The following glossary was modified from the glossary on the National Human Genome Research Institute's Web site, available at http://www.nhgri.nih.gov.
allele: One of the variant forms of a gene at a particular locus, or location, on a chromosome. Different alleles produce variation in inherited characteristics such as hair color or blood type. In an individual, one form of the allele (the dominant one) may be expressed more than another form (the recessive one).
amino acid: One of 20 different kinds of small molecules that link together in long chains to form proteins. Amino acids are referred to as the "building blocks" of proteins.
autosomal dominant: Gene on one of the autosomes that, if present, will almost always produce a specific trait or disease. The chance of passing the gene (and therefore the disease) to children is 50-50 in each pregnancy.
autosome: Chromosome other than a sex chromosome. Humans have 22 pairs of autosomes.
base pair: Two bases that form a "rung of the DNA ladder." The bases are the "letters" that spell out the genetic code. In DNA, the code letters are A, T, G, and C, which stand for the chemicals adenine, thymine, guanine, and cytosine, respectively. In base pairing, adenine always pairs with thymine, and guanine always pairs with cytosine.
birth defect: Defect present at birth, whether caused by mutant genes or by prenatal events that are not genetic.

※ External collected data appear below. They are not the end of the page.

//! End-to-end conversations scripted through the robot.

use chatpose_foundation::{
    MessageId, PointerEventKind, RawReaction, ReactionKind, ResolvedReactions, Sender, SwipeKind,
};
use chatpose_testing::prelude::*;
use chatpose_ui::{
    DismissReason, OverlayAction, PlacementResult, PresentationPhase, SurfaceEffect,
};
use chatpose_ui_graphics::Point;

fn right_of(point: Point, dx: f32) -> Point {
    Point::new(point.x + dx, point.y)
}

fn shown_overlay_robot() -> SurfaceRobot {
    let mut robot = SurfaceRobot::new(standard_surface());
    robot.long_press(INCOMING_BUBBLE.center());
    assert!(robot.wait_for_idle());
    assert_eq!(robot.surface().overlay().phase(), PresentationPhase::Shown);
    robot.take_effects();
    robot
}

#[test]
fn reply_swipe_commits_once_and_claims_its_samples() {
    let mut robot = SurfaceRobot::new(standard_surface());
    let start = INCOMING_BUBBLE.center();

    let report = robot.drag(start, right_of(start, 90.0), 6);
    assert!(robot.wait_for_idle());

    assert_eq!(report.samples, 8);
    assert_eq!(report.passed_through(), 1, "only the pointer-down reaches the list");
    assert_eq!(
        robot.effects(),
        &[
            SurfaceEffect::CommitEligible {
                message_id: MessageId(1)
            },
            SurfaceEffect::ReplyCommitted {
                message_id: MessageId(1)
            },
            SurfaceEffect::SwipeSettled {
                message_id: MessageId(1),
                kind: SwipeKind::Reply
            },
        ]
    );
}

#[test]
fn vertical_drag_is_left_to_the_list() {
    let mut robot = SurfaceRobot::new(standard_surface());
    let start = INCOMING_BUBBLE.center();

    let report = robot.drag(start, Point::new(start.x + 6.0, start.y + 100.0), 5);

    assert_eq!(report.consumed, 0);
    assert_eq!(robot.unconsumed_samples().len(), report.samples);
    assert!(robot.effects().is_empty());
    assert!(robot
        .surface()
        .row(INCOMING_SLOT)
        .is_some_and(|row| row.is_at_rest()));
}

#[test]
fn locked_row_reveals_the_date_instead_of_replying() {
    let mut robot = SurfaceRobot::new(standard_surface());
    let start = LOCKED_BUBBLE.center();

    robot.drag_and_hold(start, right_of(start, 60.0), 4);

    let progress = robot
        .surface()
        .row(LOCKED_SLOT)
        .map(|row| row.date_reveal().progress())
        .unwrap_or_default();
    assert_approx_eq(progress, 0.5, 1e-4, "date reveal progress");
    assert!(robot
        .surface()
        .row(LOCKED_SLOT)
        .is_some_and(|row| row.reply().value() == 0.0));

    robot.release();
    assert!(robot.wait_for_idle());
    assert_count_matching(
        robot.effects(),
        1,
        |effect| {
            matches!(
                effect,
                SurfaceEffect::SwipeSettled {
                    kind: SwipeKind::DateReveal,
                    ..
                }
            )
        },
        "date reveal settles once",
    );
}

#[test]
fn long_press_opens_the_overlay_above_the_bubble() {
    let mut robot = SurfaceRobot::new(standard_surface());

    robot.long_press(INCOMING_BUBBLE.center());
    assert!(robot.wait_for_idle());

    let expected = PlacementResult {
        x: 16.0,
        y: 868.0,
        opens_above: true,
    };
    let effects = robot.effects();
    assert!(matches!(
        effects.first(),
        Some(SurfaceEffect::ActivationRequested { message_id, anchor })
            if *message_id == MessageId(1) && *anchor == INCOMING_BUBBLE
    ));
    assert!(effects.contains(&SurfaceEffect::OverlayMounted {
        message_id: MessageId(1),
        placement: expected,
    }));
    assert_eq!(
        effects.last(),
        Some(&SurfaceEffect::OverlayShown {
            message_id: MessageId(1)
        })
    );

    let overlay = robot.surface().overlay();
    let usable = phone_safe_zone().usable_bounds(PHONE_VIEWPORT, 16.0);
    assert_rect_within(overlay.overlay_rect().unwrap_or_default(), usable, "overlay");
}

#[test]
fn long_press_swallows_the_rest_of_the_press() {
    let mut robot = SurfaceRobot::new(standard_surface());
    let start = OUTGOING_BUBBLE.center();
    robot.press(start);
    robot.advance_time(600_000_000);
    assert!(robot.surface().overlay().is_mounted());

    assert!(robot.move_to(Point::new(start.x - 80.0, start.y)));
    assert!(robot.release());
    assert!(robot
        .surface()
        .row(OUTGOING_SLOT)
        .is_some_and(|row| row.is_at_rest()));
}

#[test]
fn outside_tap_dismisses_and_unmounts() {
    let mut robot = shown_overlay_robot();

    assert!(robot.click_at(Point::new(1000.0, 200.0)));
    assert!(robot.wait_for_idle());

    assert_eq!(
        robot.effects(),
        &[
            SurfaceEffect::DismissRequested {
                message_id: MessageId(1),
                reason: DismissReason::OutsideTap
            },
            SurfaceEffect::OverlayUnmounted {
                message_id: MessageId(1)
            },
        ]
    );
    assert!(!robot.surface().overlay().is_mounted());
}

#[test]
fn reaction_is_reported_before_the_dismissal() {
    let mut robot = shown_overlay_robot();

    robot.select(OverlayAction::React(ReactionKind::Love));

    assert_eq!(
        robot.take_effects(),
        vec![
            SurfaceEffect::ReactionSelected {
                message_id: MessageId(1),
                kind: ReactionKind::Love
            },
            SurfaceEffect::DismissRequested {
                message_id: MessageId(1),
                reason: DismissReason::ActionSelected
            },
        ]
    );
}

#[test]
fn back_navigation_is_only_handled_while_shown() {
    let mut robot = SurfaceRobot::new(standard_surface());
    assert!(!robot.back());

    let mut robot = shown_overlay_robot();
    assert!(robot.back());
    assert!(!robot.back(), "already leaving");
}

#[test]
fn keyboard_pushes_the_overlay_back_into_view() {
    let mut robot = shown_overlay_robot();

    robot.set_safe_zone(phone_safe_zone_with_keyboard(1200.0));

    assert_eq!(
        robot.take_effects(),
        vec![SurfaceEffect::OverlayPlaced {
            message_id: MessageId(1),
            placement: PlacementResult {
                x: 16.0,
                y: 804.0,
                opens_above: true,
            },
        }]
    );
}

#[test]
fn existing_reaction_is_highlighted_on_activation() {
    let mut surface = standard_surface();
    surface.set_reactions(
        MessageId(1),
        ResolvedReactions::resolve(&[
            RawReaction::numeric(Sender::Me, 2000, 1),
            RawReaction::numeric(Sender::Me, 2003, 2),
        ]),
    );
    let mut robot = SurfaceRobot::new(surface);

    robot.long_press(INCOMING_BUBBLE.center());

    let selected = robot
        .surface()
        .overlay()
        .activation()
        .and_then(|activation| activation.selected_reaction());
    assert_eq!(selected, Some(ReactionKind::Laugh));
}

#[test]
fn cancelled_reply_swipe_never_commits() {
    let mut robot = SurfaceRobot::new(standard_surface());
    let start = INCOMING_BUBBLE.center();

    robot.drag_and_hold(start, right_of(start, 90.0), 6);
    assert!(robot.send(PointerEventKind::Cancel, right_of(start, 90.0)));
    assert!(robot.wait_for_idle());

    assert!(robot
        .effects()
        .iter()
        .all(|effect| !matches!(effect, SurfaceEffect::ReplyCommitted { .. })));
}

BRCA1 and BRCA2: First breast cancer genes to be identified. Mutated forms of these genes are believed to be responsible for about one-half the cases of inherited breast cancer, especially those that occur in younger women, and also to increase a woman's risk for ovarian cancer. Both are tumor-suppressor genes.
candidate gene: Gene, located in a chromosome region suspected of being involved in a disease, whose protein product suggests that it could be the disease gene in question.

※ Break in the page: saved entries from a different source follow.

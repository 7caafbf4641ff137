//! Anchored overlay placement.
//!
//! Given the anchor rectangle of the activated message, the safe zone and the
//! overlay size, the placer picks a side (above is preferred, then below) and
//! clamps the result into the usable bounds. The placer is a pure function of
//! its inputs; it is re-run whenever one of them changes and never
//! interpolates between inputs.

use chatpose_foundation::gesture_constants::{OVERLAY_ANCHOR_SPACING, OVERLAY_SCREEN_MARGIN};
use chatpose_foundation::{ensure_non_negative, ConfigError, MessageAlignment};
use chatpose_ui_graphics::{coerce_in, Rect, Size};

use super::SafeZone;

/// Edge of the anchor the overlay lines up with.
#[derive(Clone, Copy, Debug, PartialEq, Eq, Hash)]
pub enum AlignEdge {
    /// Overlay left edge on the anchor's left edge.
    Start,
    /// Overlay right edge on the anchor's right edge.
    End,
}

impl AlignEdge {
    pub fn for_alignment(alignment: MessageAlignment) -> Self {
        match alignment {
            MessageAlignment::Incoming => AlignEdge::Start,
            MessageAlignment::Outgoing => AlignEdge::End,
        }
    }
}

/// What to do when neither side of the anchor has room.
#[derive(Clone, Copy, Debug, Default, PartialEq, Eq, Hash)]
pub enum FallbackPolicy {
    /// Pin to the usable top edge and open downwards.
    #[default]
    PinToTop,
    /// Center in the usable band; open towards whichever half of the
    /// viewport holds the anchor's center.
    CenterInBand,
}

#[derive(Clone, Copy, Debug, PartialEq)]
pub struct PlacementConfig {
    /// Extra gap kept from every edge of the safe zone.
    pub margin: f32,
    /// Gap between anchor and overlay.
    pub spacing: f32,
    pub fallback: FallbackPolicy,
}

impl Default for PlacementConfig {
    fn default() -> Self {
        Self {
            margin: OVERLAY_SCREEN_MARGIN,
            spacing: OVERLAY_ANCHOR_SPACING,
            fallback: FallbackPolicy::default(),
        }
    }
}

impl PlacementConfig {
    pub fn with_margin(mut self, margin: f32) -> Self {
        self.margin = margin;
        self
    }

    pub fn with_spacing(mut self, spacing: f32) -> Self {
        self.spacing = spacing;
        self
    }

    pub fn with_fallback(mut self, fallback: FallbackPolicy) -> Self {
        self.fallback = fallback;
        self
    }

    pub fn validate(&self) -> Result<(), ConfigError> {
        ensure_non_negative("placement.margin", self.margin)?;
        ensure_non_negative("placement.spacing", self.spacing)
    }
}

#[derive(Clone, Copy, Debug, PartialEq)]
pub struct PlacementResult {
    pub x: f32,
    pub y: f32,
    /// Hosts use this to choose the panel's internal layout.
    pub opens_above: bool,
}

impl PlacementResult {
    pub fn rect(&self, overlay_size: Size) -> Rect {
        Rect::new(self.x, self.y, overlay_size.width, overlay_size.height)
    }
}

#[derive(Clone, Copy, Debug, Default, PartialEq)]
pub struct AnchoredOverlayPlacer {
    config: PlacementConfig,
}

impl AnchoredOverlayPlacer {
    pub fn new(config: PlacementConfig) -> Self {
        Self { config }
    }

    pub fn config(&self) -> &PlacementConfig {
        &self.config
    }

    pub fn place(
        &self,
        anchor: Rect,
        safe_zone: &SafeZone,
        overlay_size: Size,
        align_edge: AlignEdge,
        viewport: Size,
    ) -> PlacementResult {
        let usable = safe_zone.usable_bounds(viewport, self.config.margin);
        let spacing = self.config.spacing;
        let height = overlay_size.height;
        let width = overlay_size.width;

        if usable.width < width || usable.height < height {
            log::warn!(
                "overlay {}x{} does not fit usable bounds {}x{}; placing best effort",
                width,
                height,
                usable.width,
                usable.height
            );
        }

        let space_above = anchor.top() - usable.top() - spacing;
        let space_below = usable.bottom() - anchor.bottom() - spacing;

        let (y, opens_above) = if space_above >= height {
            (anchor.top() - spacing - height, true)
        } else if space_below >= height {
            (anchor.bottom() + spacing, false)
        } else {
            match self.config.fallback {
                FallbackPolicy::PinToTop => (usable.top(), false),
                FallbackPolicy::CenterInBand => (
                    usable.top() + (usable.height - height) / 2.0,
                    anchor.center().y > viewport.height / 2.0,
                ),
            }
        };

        let x = match align_edge {
            AlignEdge::Start => anchor.left(),
            AlignEdge::End => anchor.right() - width,
        };

        PlacementResult {
            x: coerce_in(x, usable.left(), usable.right() - width),
            y: coerce_in(y, usable.top(), usable.bottom() - height),
            opens_above,
        }
    }
}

CCR5: Mutation that confers immunity to infection by HIV. The mutation alters the structure of a receptor on the surface of macrophages such that HIV cannot enter the cell.
cDNA library: Collection of DNA sequences generated from mRNA sequences. This type of library contains only protein-coding DNA (genes) and does not include any noncoding DNA.

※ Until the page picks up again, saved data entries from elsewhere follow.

pub mod classifier;

pub use classifier::{
    ClassificationEvent, GestureClassifier, GestureIntent, GestureSession, SwipeKind,
};

#[cfg(test)]
#[path = "../tests/classifier_tests.rs"]
mod tests;
//! Animation system for Chatpose
//!
//! Animations here are plain values advanced by the host's frame clock.
//! Nothing registers callbacks or suspends: the owner of a track calls
//! [`AnimatedFloat::advance`] with the current frame time and reacts to the
//! returned [`TrackStatus`].

mod animation;
mod track;

pub use animation::*;
pub use track::*;

pub mod prelude {
    pub use crate::animation::{AnimationSpec, AnimationType, Easing, SpringSpec};
    pub use crate::track::{AnimatedFloat, TrackStatus};
}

cell: Basic unit of any living organism. It is a small, watery compartment filled with chemicals and a complete copy of the organism's genome.
chromosome: One of the thread-like "packages" of genes and other DNA in the nucleus of a cell. Different kinds of organisms have different numbers of chromosomes. Humans have 23 pairs of chromosomes, 46 in all: 44 autosomes and 2 sex chromosomes. Each parent contributes one chromosome to each pair, so children get one half of their chromosomes from their mothers and one half from their fathers.
cloning: Process of making copies of a specific piece of DNA, usually a gene. When geneticists speak of cloning, they do not mean the process of making genetically identical copies of an entire organism.